3 / 67
3 小さなお茶会①
しおりを挟む小さなお茶会は、招待状を貰ってから一月後に開催された。
リュールと兄のダリアスは揃って参加したのだが、お茶会の会場でリュールは一人遠い目をしていた。
母よ。
このきつい吊り目の男児にピンク。それもローズピンクのドレスシャツが似合うと思っているのですか。
母親はリュールを嫁に出す気満々なのだろう。
招待状が届いた時に、興奮した母が言っていた通りの服をリュールは着せられている。
リュールの目の色は鮮やかな赤。髪の色は黒よりの赤。ドレスシャツと被るかぶる。
ぱっと見、赤っぽい塊にしか見えないだろう。
いつもポンヤリの兄ダリアスですら、リュールの姿を一目見て「リューちゃん赤い……」と、絶句していたのだから。
兄よ、いくら11歳とはいえ貴族子息ならば、お世辞の1つぐらい言えるようになっていなければならないぞ。
なぜなのかダリアスはリュールのような奇抜な服を着ていない。
婚約者候補と側近候補の違いなのか?
婚約者候補だと、ここまで奇抜な格好をして王子様の目に留まる必要があるのか。
まあ、リュールは、こう見えても中身はアラサー経験者。親孝行として、この姿も我慢するとしよう。どうせ王子様に好かれようなどとは思ってもいないのだから。
本日のミッションは王子様に近づかない、関係を持たないだ。
ダリアスには王子の側近になり、将来ジージャ公爵家を背負ってもらわなければならないから、頑張って仲良くなってもらいたい。
お茶会の席は決められていたから、公爵家らしい中央のいい場所に座っているが、それでもリュールは、ぼっちになっていた。
リュールの吊り目顔が怖がられて皆から避けられたというわけではない。
他の子ども達は、お茶会が始まるやいなや、親に指示されているのか、そそのかされているのか、王子様に突撃しに行ってしまったのだ。
ダリアスは呑気にお菓子を食べようとしていたから、リュールがお尻を叩いて王子様の方へと追いやった。
その結果、リュールの周りには誰一人残ってはいないということだ。
「リュール様、ご機嫌よう」
お菓子も食べ終わり、そろそろ飽きてきたなと感じていると、子ども用の扇で口元を隠した令嬢が声をかけてきた。

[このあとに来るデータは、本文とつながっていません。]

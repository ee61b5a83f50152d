//! Page number + page size. Offset is always derived, never stored.

use serde::{Deserialize, Serialize};

#[derive(Debug, Clone, Copy, PartialEq, Eq, Serialize, Deserialize)]
#[serde(from = "PaginationWire")]
pub struct Pagination {
    page: u32,
    limit: u32,
}

/// Untrusted shape; every decoded value goes through the same clamps as
/// `new` and `go_to`.
#[derive(Deserialize)]
struct PaginationWire {
    #[serde(default)]
    page: i64,
    #[serde(default)]
    limit: u32,
}

impl From<PaginationWire> for Pagination {
    fn from(w: PaginationWire) -> Self {
        Pagination::new(w.limit).go_to(w.page)
    }
}

impl Pagination {
    /// Page 1 of size `limit` (clamped to at least 1).
    pub fn new(limit: u32) -> Self {
        Self { page: 1, limit: limit.max(1) }
    }

    pub fn page(&self) -> u32 {
        self.page
    }

    pub fn limit(&self) -> u32 {
        self.limit
    }

    /// `(page - 1) * limit`
    pub fn offset(&self) -> u64 {
        (self.page as u64 - 1) * self.limit as u64
    }

    /// Jump to `page`, clamped to at least 1. No upper bound: a page past the
    /// end of the data is an empty page, not an error.
    pub fn go_to(&self, page: i64) -> Self {
        let page = page.clamp(1, u32::MAX as i64) as u32;
        Self { page, limit: self.limit }
    }

    pub fn next(&self) -> Self {
        self.go_to(self.page as i64 + 1)
    }

    pub fn prev(&self) -> Self {
        self.go_to(self.page as i64 - 1)
    }

    pub fn reset(&self) -> Self {
        Self { page: 1, limit: self.limit }
    }

    /// New page size; the page goes back to 1 since old page numbers
    /// refer to a differently sized slicing.
    pub fn with_limit(&self, limit: u32) -> Self {
        Self::new(limit)
    }

    /// Number of pages needed for `count` records (0 for an empty set).
    pub fn total_pages(&self, count: u64) -> u64 {
        count.div_ceil(self.limit as u64)
    }

    /// Whether a further page could exist given a known total.
    pub fn has_next(&self, count: u64) -> bool {
        (self.page as u64) < self.total_pages(count)
    }
}

impl Default for Pagination {
    fn default() -> Self {
        Self::new(20)
    }
}

#[cfg(test)]
mod tests {
    use super::*;

    #[test]
    fn test_offset_third_page() {
        let p = Pagination::new(20).go_to(3);
        assert_eq!(p.offset(), 40);
    }

    #[test]
    fn test_offset_matches_formula() {
        for limit in [1u32, 7, 20, 100] {
            for page in 1..50i64 {
                let p = Pagination::new(limit).go_to(page);
                assert_eq!(p.offset(), (page as u64 - 1) * limit as u64);
            }
        }
    }

    #[test]
    fn test_go_to_clamps_low() {
        let p = Pagination::new(10);
        assert_eq!(p.go_to(0).page(), 1);
        assert_eq!(p.go_to(-5).page(), 1);
        assert_eq!(p.prev().page(), 1);
    }

    #[test]
    fn test_reset_keeps_limit() {
        let p = Pagination::new(15).go_to(9).reset();
        assert_eq!(p.page(), 1);
        assert_eq!(p.limit(), 15);
    }

    #[test]
    fn test_zero_limit_clamped() {
        assert_eq!(Pagination::new(0).limit(), 1);
    }

    #[test]
    fn test_total_pages() {
        let p = Pagination::new(20);
        assert_eq!(p.total_pages(0), 0);
        assert_eq!(p.total_pages(20), 1);
        assert_eq!(p.total_pages(41), 3);
        assert!(p.has_next(41));
        assert!(!p.go_to(3).has_next(41));
    }

    #[test]
    fn test_total_pages_huge_count() {
        let p = Pagination::new(20);
        assert_eq!(p.total_pages(u64::MAX), u64::MAX / 20 + 1);
        assert!(p.has_next(u64::MAX));
        assert_eq!(Pagination::new(1).total_pages(u64::MAX), u64::MAX);
    }

    #[test]
    fn test_decoded_state_is_clamped() {
        let p: Pagination = serde_json::from_value(serde_json::json!({"page": 0, "limit": 0})).unwrap();
        assert_eq!((p.page(), p.limit()), (1, 1));
        assert_eq!(p.offset(), 0);
        assert_eq!(p.total_pages(5), 5);

        let p: Pagination = serde_json::from_value(serde_json::json!({"page": -4})).unwrap();
        assert_eq!(p.page(), 1);

        let p: Pagination = serde_json::from_value(serde_json::json!({"page": 3, "limit": 20})).unwrap();
        assert_eq!(p.offset(), 40);
        assert_eq!(serde_json::from_value::<Pagination>(serde_json::to_value(p).unwrap()).unwrap(), p);
    }
}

この会場の女児は少ない。それでも3~4人はいるようだ。全員が招待主である王子の婚約者候補なのだから、歳はそう違わないはずだ。もちろん高位貴族の令嬢達だろう。
リュールに声をかけてきたのは、黒髪縦ロールをなびかせた令嬢だった。後ろには取り巻きらしき令嬢を二人連れている。
もしかしたら、この会場の女子全員集合かもしれない。
リュールは三人を見て愕然とする。まるでゲームとかラノベに出てくる悪役令嬢アンド取り巻き達そのものだったからだ。随分と幼いけど。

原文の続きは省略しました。